======== AVAILABLE DATA ========

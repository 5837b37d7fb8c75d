//! # ign
//!
//! A configuration-driven bootstrap layer for command-line applications:
//! declarative YAML documents (parameters, contracts, services, event
//! listeners, commands) are resolved at process start into a working object
//! graph, then control is handed to the console runner.
//!
//! ## Example
//!
//! ```ignore
//! use ign::config::ConfigLoader;
//! use ign::kernel::ConsoleKernel;
//!
//! let config = ConfigLoader::new().load()?;
//! let exit_code = ConsoleKernel::new(config).handle(&argv);
//! ```
//!
//! ## Architecture
//!
//! - `domain` - errors, configuration values, service/command ports
//! - `bootstrap` - the resolution engine and phase orchestrator
//! - `config` - application configuration via figment
//! - `kernel` - document loading, bootstrap, exit-code boundary
//! - `logging` - tracing initialization

pub mod config;
pub mod constants;
pub mod kernel;
pub mod logging;

/// Domain layer - errors, values, and ports
///
/// Re-exports from the domain crate for convenience
pub mod domain {
    pub use ign_domain::*;
}

/// Resolution engine - registries, resolver, orchestrator, runner
///
/// Re-exports from the bootstrap crate for convenience
pub mod bootstrap {
    pub use ign_bootstrap::*;
}

pub use config::{AppConfig, ConfigLoader};
pub use kernel::ConsoleKernel;
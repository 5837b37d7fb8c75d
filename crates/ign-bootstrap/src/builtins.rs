//! Built-in classes
//!
//! The engine ships one class of its own: `null`, a do-nothing service that
//! accepts any constructor arguments and exposes a no-op `handle_event`.
//! Useful as a placeholder listener target and for wiring smoke tests.

use std::any::Any;
use std::sync::Arc;

use ign_domain::Service;

use crate::registry::{SERVICE_CLASSES, ServiceClassEntry, ServiceMethod};
use crate::resolver::ResolvedArg;

/// Service that does nothing
pub struct NullService;

impl Service for NullService {
    fn as_any(&self) -> &dyn Any {
        self
    }
}

fn null_factory(_args: &[ResolvedArg]) -> Result<Arc<dyn Service>, String> {
    Ok(Arc::new(NullService))
}

fn null_handle_event(_service: &dyn Service, _args: &[ResolvedArg]) -> Result<(), String> {
    Ok(())
}

static NULL_METHODS: [ServiceMethod; 1] = [ServiceMethod {
    name: "handle_event",
    invoke: null_handle_event,
}];

#[linkme::distributed_slice(SERVICE_CLASSES)]
static NULL_SERVICE: ServiceClassEntry = ServiceClassEntry {
    name: "null",
    description: "Service that does nothing",
    factory: null_factory,
    methods: &NULL_METHODS,
};
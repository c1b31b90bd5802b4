//! Fixed-window request counters over the key-value store.

use std::sync::Arc;
use std::time::Duration;
use tracing::warn;

use crate::kv::{KvCommand, KvError, KvStore};

const RATE_LIMIT_PREFIX: &str = "rate_limit:";

/// Window length and request ceiling for one identity class.
#[derive(Clone, Copy, Debug, PartialEq, Eq)]
pub struct RateLimitQuota {
    pub window: Duration,
    pub max_requests: u32,
}

impl RateLimitQuota {
    #[must_use]
    pub const fn new(window: Duration, max_requests: u32) -> Self {
        Self {
            window,
            max_requests,
        }
    }
}

/// Result of one counter check.
#[derive(Clone, Debug, PartialEq, Eq)]
pub struct RateLimitDecision {
    pub allowed: bool,
    pub limit: u32,
    pub remaining: u32,
    pub reset_after: Duration,
    pub retry_after: Option<Duration>,
}

impl RateLimitDecision {
    /// Decision handed out when the counter backend is unreachable.
    ///
    /// Availability wins over strict enforcement for this component.
    fn fail_open(quota: RateLimitQuota) -> Self {
        Self {
            allowed: true,
            limit: quota.max_requests,
            remaining: quota.max_requests,
            reset_after: quota.window,
            retry_after: None,
        }
    }
}

/// Fixed-window counter keyed by client identity.
///
/// Each check atomically increments the identity's counter and reads its TTL
/// in one batch. A counter with no TTL (first request of a window, or a
/// half-applied batch from a crashed peer) is treated as a fresh window and
/// given one, so the counter can neither lock an identity out forever nor
/// keep a window open indefinitely.
#[derive(Clone)]
pub struct FixedWindowLimiter {
    kv: Arc<dyn KvStore>,
}

impl FixedWindowLimiter {
    #[must_use]
    pub fn new(kv: Arc<dyn KvStore>) -> Self {
        Self { kv }
    }

    /// Count this request against `identity` and decide whether to admit it.
    ///
    /// Never fails: backend errors log a warning and admit the request.
    pub async fn check(&self, identity: &str, quota: RateLimitQuota) -> RateLimitDecision {
        match self.try_check(identity, quota).await {
            Ok(decision) => decision,
            Err(err) => {
                warn!("rate limiter failing open for {identity}: {err}");
                RateLimitDecision::fail_open(quota)
            }
        }
    }

    async fn try_check(
        &self,
        identity: &str,
        quota: RateLimitQuota,
    ) -> Result<RateLimitDecision, KvError> {
        let key = format!("{RATE_LIMIT_PREFIX}{identity}");

        let replies = self
            .kv
            .atomic(&[
                KvCommand::Incr { key: key.clone() },
                KvCommand::Ttl { key: key.clone() },
            ])
            .await?;

        let [count_reply, ttl_reply] = replies.as_slice() else {
            return Err(KvError::UnexpectedReply);
        };
        let count = count_reply.as_int()?;
        let ttl = ttl_reply.as_int()?;

        // TTL -1/-2 means a fresh window (or a counter that lost its expiry);
        // stamp the window length so the key always converges to expiring.
        let reset_after = if ttl < 0 {
            self.kv.expire(&key, quota.window).await?;
            quota.window
        } else {
            Duration::from_secs(u64::try_from(ttl).unwrap_or(0))
        };

        let allowed = count <= i64::from(quota.max_requests);
        let remaining = u32::try_from(i64::from(quota.max_requests) - count).unwrap_or(0);

        Ok(RateLimitDecision {
            allowed,
            limit: quota.max_requests,
            remaining,
            reset_after,
            retry_after: (!allowed).then_some(reset_after),
        })
    }
}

========

REQUIRED WORK →
Could you output each line above exactly as it was given?

ANSWER TO THIS TASK →
repository 5837b37d7fb8c75d
//! # ign
//!
//! A configuration-driven bootstrap layer for command-line applications:
//! declarative YAML documents (parameters, contracts, services, event
//! listeners, commands) are resolved at process start into a working object
//! graph, then control is handed to the console runner.
//!
//! ## Example
//!
//! ```ignore
//! use ign::config::ConfigLoader;
//! use ign::kernel::ConsoleKernel;
//!
//! let config = ConfigLoader::new().load()?;
//! let exit_code = ConsoleKernel::new(config).handle(&argv);
//! ```
//!
//! ## Architecture
//!
//! - `domain` - errors, configuration values, service/command ports
//! - `bootstrap` - the resolution engine and phase orchestrator
//! - `config` - application configuration via figment
//! - `kernel` - document loading, bootstrap, exit-code boundary
//! - `logging` - tracing initialization

pub mod config;
pub mod constants;
pub mod kernel;
pub mod logging;

/// Domain layer - errors, values, and ports
///
/// Re-exports from the domain crate for convenience
pub mod domain {
    pub use ign_domain::*;
}

/// Resolution engine - registries, resolver, orchestrator, runner
///
/// Re-exports from the bootstrap crate for convenience
pub mod bootstrap {
    pub use ign_bootstrap::*;
}

pub use config::{AppConfig, ConfigLoader};
pub use kernel::ConsoleKernel;
repository 5837b37d7fb8c75d
filename crates/ign-bootstrap/src/builtins.rs
//! Built-in classes
//!
//! The engine ships one class of its own: `null`, a do-nothing service that
//! accepts any constructor arguments and exposes a no-op `handle_event`.
//! Useful as a placeholder listener target and for wiring smoke tests.

use std::any::Any;
use std::sync::Arc;

use ign_domain::Service;

use crate::registry::{SERVICE_CLASSES, ServiceClassEntry, ServiceMethod};
use crate::resolver::ResolvedArg;

/// Service that does nothing
pub struct NullService;

impl Service for NullService {
    fn as_any(&self) -> &dyn Any {
        self
    }
}

fn null_factory(_args: &[ResolvedArg]) -> Result<Arc<dyn Service>, String> {
    Ok(Arc::new(NullService))
}

fn null_handle_event(_service: &dyn Service, _args: &[ResolvedArg]) -> Result<(), String> {
    Ok(())
}

static NULL_METHODS: [ServiceMethod; 1] = [ServiceMethod {
    name: "handle_event",
    invoke: null_handle_event,
}];

#[linkme::distributed_slice(SERVICE_CLASSES)]
static NULL_SERVICE: ServiceClassEntry = ServiceClassEntry {
    name: "null",
    description: "Service that does nothing",
    factory: null_factory,
    methods: &NULL_METHODS,
};
repository c1b31b90bd5802b4
//! Fixed-window request counters over the key-value store.

use std::sync::Arc;
use std::time::Duration;
use tracing::warn;

use crate::kv::{KvCommand, KvError, KvStore};

const RATE_LIMIT_PREFIX: &str = "rate_limit:";

/// Window length and request ceiling for one identity class.
#[derive(Clone, Copy, Debug, PartialEq, Eq)]
pub struct RateLimitQuota {
    pub window: Duration,
    pub max_requests: u32,
}

impl RateLimitQuota {
    #[must_use]
    pub const fn new(window: Duration, max_requests: u32) -> Self {
        Self {
            window,
            max_requests,
        }
    }
}

/// Result of one counter check.
#[derive(Clone, Debug, PartialEq, Eq)]
pub struct RateLimitDecision {
    pub allowed: bool,
    pub limit: u32,
    pub remaining: u32,
    pub reset_after: Duration,
    pub retry_after: Option<Duration>,
}

impl RateLimitDecision {
    /// Decision handed out when the counter backend is unreachable.
    ///
    /// Availability wins over strict enforcement for this component.
    fn fail_open(quota: RateLimitQuota) -> Self {
        Self {
            allowed: true,
            limit: quota.max_requests,
            remaining: quota.max_requests,
            reset_after: quota.window,
            retry_after: None,
        }
    }
}

/// Fixed-window counter keyed by client identity.
///
/// Each check atomically increments the identity's counter and reads its TTL
/// in one batch. A counter with no TTL (first request of a window, or a
/// half-applied batch from a crashed peer) is treated as a fresh window and
/// given one, so the counter can neither lock an identity out forever nor
/// keep a window open indefinitely.
#[derive(Clone)]
pub struct FixedWindowLimiter {
    kv: Arc<dyn KvStore>,
}

impl FixedWindowLimiter {
    #[must_use]
    pub fn new(kv: Arc<dyn KvStore>) -> Self {
        Self { kv }
    }

    /// Count this request against `identity` and decide whether to admit it.
    ///
    /// Never fails: backend errors log a warning and admit the request.
    pub async fn check(&self, identity: &str, quota: RateLimitQuota) -> RateLimitDecision {
        match self.try_check(identity, quota).await {
            Ok(decision) => decision,
            Err(err) => {
                warn!("rate limiter failing open for {identity}: {err}");
                RateLimitDecision::fail_open(quota)
            }
        }
    }

    async fn try_check(
        &self,
        identity: &str,
        quota: RateLimitQuota,
    ) -> Result<RateLimitDecision, KvError> {
        let key = format!("{RATE_LIMIT_PREFIX}{identity}");

        let replies = self
            .kv
            .atomic(&[
                KvCommand::Incr { key: key.clone() },
                KvCommand::Ttl { key: key.clone() },
            ])
            .await?;

        let [count_reply, ttl_reply] = replies.as_slice() else {
            return Err(KvError::UnexpectedReply);
        };
        let count = count_reply.as_int()?;
        let ttl = ttl_reply.as_int()?;

        // TTL -1/-2 means a fresh window (or a counter that lost its expiry);
        // stamp the window length so the key always converges to expiring.
        let reset_after = if ttl < 0 {
            self.kv.expire(&key, quota.window).await?;
            quota.window
        } else {
            Duration::from_secs(u64::try_from(ttl).unwrap_or(0))
        };

        let allowed = count <= i64::from(quota.max_requests);
        let remaining = u32::try_from(i64::from(quota.max_requests) - count).unwrap_or(0);

        Ok(RateLimitDecision {
            allowed,
            limit: quota.max_requests,
            remaining,
            reset_after,
            retry_after: (!allowed).then_some(reset_after),
        })
    }
}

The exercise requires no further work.